Search Result of one math book
If we go to the NYTimes Best Sellers lists, we can find the top 3 books on the combined Print & E-Book Non-Fiction list. [https://www.nytimes.com/books/best-sellers/]
df = data.frame(
Rank = c( 1, 2, 3 ) ,
Author = c("Michelle Obama", "Tara Westover", "Ben Shapiro") ,
Title = c("Becoming", "Educated", "The Right Side of History") ,
WeeksOnList = c( 20, 58, 2 )
)
df %>% kable() %>% kable_styling(bootstrap_options = c("hover"))| Rank | Author | Title | WeeksOnList |
|---|---|---|---|
| 1 | Michelle Obama | Becoming | 20 |
| 2 | Tara Westover | Educated | 58 |
| 3 | Ben Shapiro | The Right Side of History | 2 |
knitr::include_graphics(c("obama.jpg", "educated.jpg", "history.jpg"))When we query for Michelle Obama’s book “Becoming”, WSIRN returns one book only: The Girl’s Guide to Hunting and Fishing by Melissa Bank. The recommended book is based on the life of a teenage girl and does not appear to be consistent with someone reading Obama’s autobiography.

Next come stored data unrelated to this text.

pub mod chart;
pub mod lenient;
pub mod market;
pub mod preferences;
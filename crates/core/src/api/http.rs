use crate::api::error::{ApiError, ApiErrorKind};
use crate::api::json;
use crate::api::ApiTransport;
use crate::config::Settings;
use anyhow::{Context, Result};
use reqwest::Url;
use serde_json::Value;
use std::time::Duration;

#[derive(Debug, Clone)]
pub struct HttpTransport {
    http: reqwest::Client,
    base_url: Url,
}

impl HttpTransport {
    pub fn from_settings(settings: &Settings) -> Result<Self> {
        Self::new(&settings.api_base_url, settings.api_timeout)
    }

    pub fn new(base_url: &str, timeout: Duration) -> Result<Self> {
        let base_url = Url::parse(base_url.trim())
            .with_context(|| format!("invalid API base URL {base_url:?}"))?;
        anyhow::ensure!(
            !base_url.cannot_be_a_base(),
            "API base URL {base_url} cannot carry a path"
        );

        let http = reqwest::Client::builder()
            .timeout(timeout)
            .build()
            .context("failed to build dashboard http client")?;

        Ok(Self { http, base_url })
    }

    /// Appends `path` to the base URL one segment at a time, percent-encoding each segment.
    fn url(&self, path: &str) -> Result<Url> {
        let mut url = self.base_url.clone();
        url.path_segments_mut()
            .map_err(|()| ApiError::new(path, ApiErrorKind::Transport, "base URL cannot carry a path"))?
            .pop_if_empty()
            .extend(path.split('/').filter(|s| !s.is_empty()));
        Ok(url)
    }

    async fn read(&self, path: &str, res: reqwest::Response) -> Result<Value> {
        let status = res.status();
        let text = res
            .text()
            .await
            .map_err(|e| classify(path, e))?;

        if !status.is_success() {
            return Err(ApiError::new(
                path,
                ApiErrorKind::Status(status.as_u16()),
                json::error_message(&text),
            )
            .into());
        }

        json::parse_body(path, &text)
    }
}

#[async_trait::async_trait]
impl ApiTransport for HttpTransport {
    async fn get_json(&self, path: &str, query: &[(&'static str, String)]) -> Result<Value> {
        let t0 = std::time::Instant::now();
        let res = self
            .http
            .get(self.url(path)?)
            .query(query)
            .send()
            .await
            .map_err(|e| classify(path, e))?;

        let out = self.read(path, res).await;
        tracing::debug!(
            path,
            ok = out.is_ok(),
            elapsed_ms = t0.elapsed().as_millis(),
            "GET"
        );
        out
    }

    async fn post_json(&self, path: &str, body: &Value) -> Result<Value> {
        let t0 = std::time::Instant::now();
        let res = self
            .http
            .post(self.url(path)?)
            .json(body)
            .send()
            .await
            .map_err(|e| classify(path, e))?;

        let out = self.read(path, res).await;
        tracing::debug!(
            path,
            ok = out.is_ok(),
            elapsed_ms = t0.elapsed().as_millis(),
            "POST"
        );
        out
    }
}

fn classify(path: &str, err: reqwest::Error) -> anyhow::Error {
    let kind = if err.is_timeout() {
        ApiErrorKind::Timeout
    } else if err.is_decode() {
        ApiErrorKind::Decode
    } else {
        ApiErrorKind::Transport
    };
    ApiError::new(path, kind, err.to_string()).into()
}

#[cfg(test)]
mod tests {
    use super::*;

    fn url(base: &str, path: &str) -> String {
        let t = HttpTransport::new(base, Duration::from_secs(5)).unwrap();
        t.url(path).unwrap().to_string()
    }

    #[test]
    fn url_joins_without_double_slashes() {
        assert_eq!(
            url("http://localhost:3000/", "/api/us/portfolio"),
            "http://localhost:3000/api/us/portfolio"
        );
        assert_eq!(
            url("http://localhost:3000", "api/us/portfolio"),
            "http://localhost:3000/api/us/portfolio"
        );
        assert_eq!(
            url("http://proxy.local/dashboard/", "/api/us/calendar"),
            "http://proxy.local/dashboard/api/us/calendar"
        );
    }

    #[test]
    fn ticker_segments_are_percent_encoded() {
        assert_eq!(
            url("http://localhost:3000", "/api/us/ai-summary/A B?#"),
            "http://localhost:3000/api/us/ai-summary/A%20B%3F%23"
        );
        assert_eq!(
            url("http://localhost:3000", "/api/us/stock-chart/BRK-B"),
            "http://localhost:3000/api/us/stock-chart/BRK-B"
        );
    }

    #[test]
    fn rejects_unusable_base_urls() {
        assert!(HttpTransport::new("  ", Duration::from_secs(5)).is_err());
        assert!(HttpTransport::new("mailto:ops@example.com", Duration::from_secs(5)).is_err());
    }
}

When we query for Tara Westover’s “Educated”, WSIRN returns 50 results starting with Angle of Repose by Wallace Stegner and Where the Crawdads Sing by Delia Owens. Westover’s book is a fictionalized autobiography about her struggles to rise from an inpoverished, home-schooled Mormon upbringing in the Great Plains to become a Oxford PhD student and scholar. Stegner’s book won the 1972 Pulitzer Prize for Fiction. It is a novel about a historian who recounts his frontier-era grandparents. The relationship between the texts is their plot setting in the Great Plains of the United States and the endurance of hardship in a frontier environment. By contrast, Owens’ book is also on the NYTimes Best Sellers list. It describes the life of a young girl living in the swamps of North Carolina. Their biggest common feature is being on the same best sellers list.
Lastly, Ben Shapiro’s book returns no results from WSIRN. Apparently, it is not popular enough to be included on anyone’s list.
We are now able to evaluate the effectiveness of the recommender system with some concrete evidence. While, we can expect it to lack recommendation for obscure math texts, we did not expect the poor performance on 2 of the 3 NYTimes Bestsellers. Moreover, for rare or obscure books, the recommendations are unstable strongly influenced by even 1 person’s list. I demonstrated the ability to produce ALL the recommendations from WSIRN by simply uploading one list of math texts. Therefore I believe WSIRN fails to meet the goals A and B above. Someone with a systematic reading program on a subject would be misled by the recommendation. For example, if I want to read about the philosophy of mathematics, I don’t want to learn about counting molecules in organic chemistry. Likewise, if I enjoy reading about Michelle Obama’s lifestory, WSIRN fails to find results of like-minded readers. It fails on goal B. On goal C, providing serendipitous inspiration, the system could be useful. The recommendations associated with Tara Westover’s book were valid.
The evidence clearly suggests that WSIRN has an incomplete list of book lists. My recommendation is that WSIRN create lists based on proximity by topic (A content-based approach) and blend it with the collaborative filtering. Their data source of ISBN seems reasonable. All the top 3 bestsellers are recognized by ISBN but not listed by any readers. By including content-based recommendations, empty or small results are avoided.
Overall, I believe the website was imperfect and impractical to use. However, the simplicity of its recommendation system allows interesting and precise tests with sharp results. A similar analysis on a more mature recommender system (like Amazon.com ) would be more ambiguous.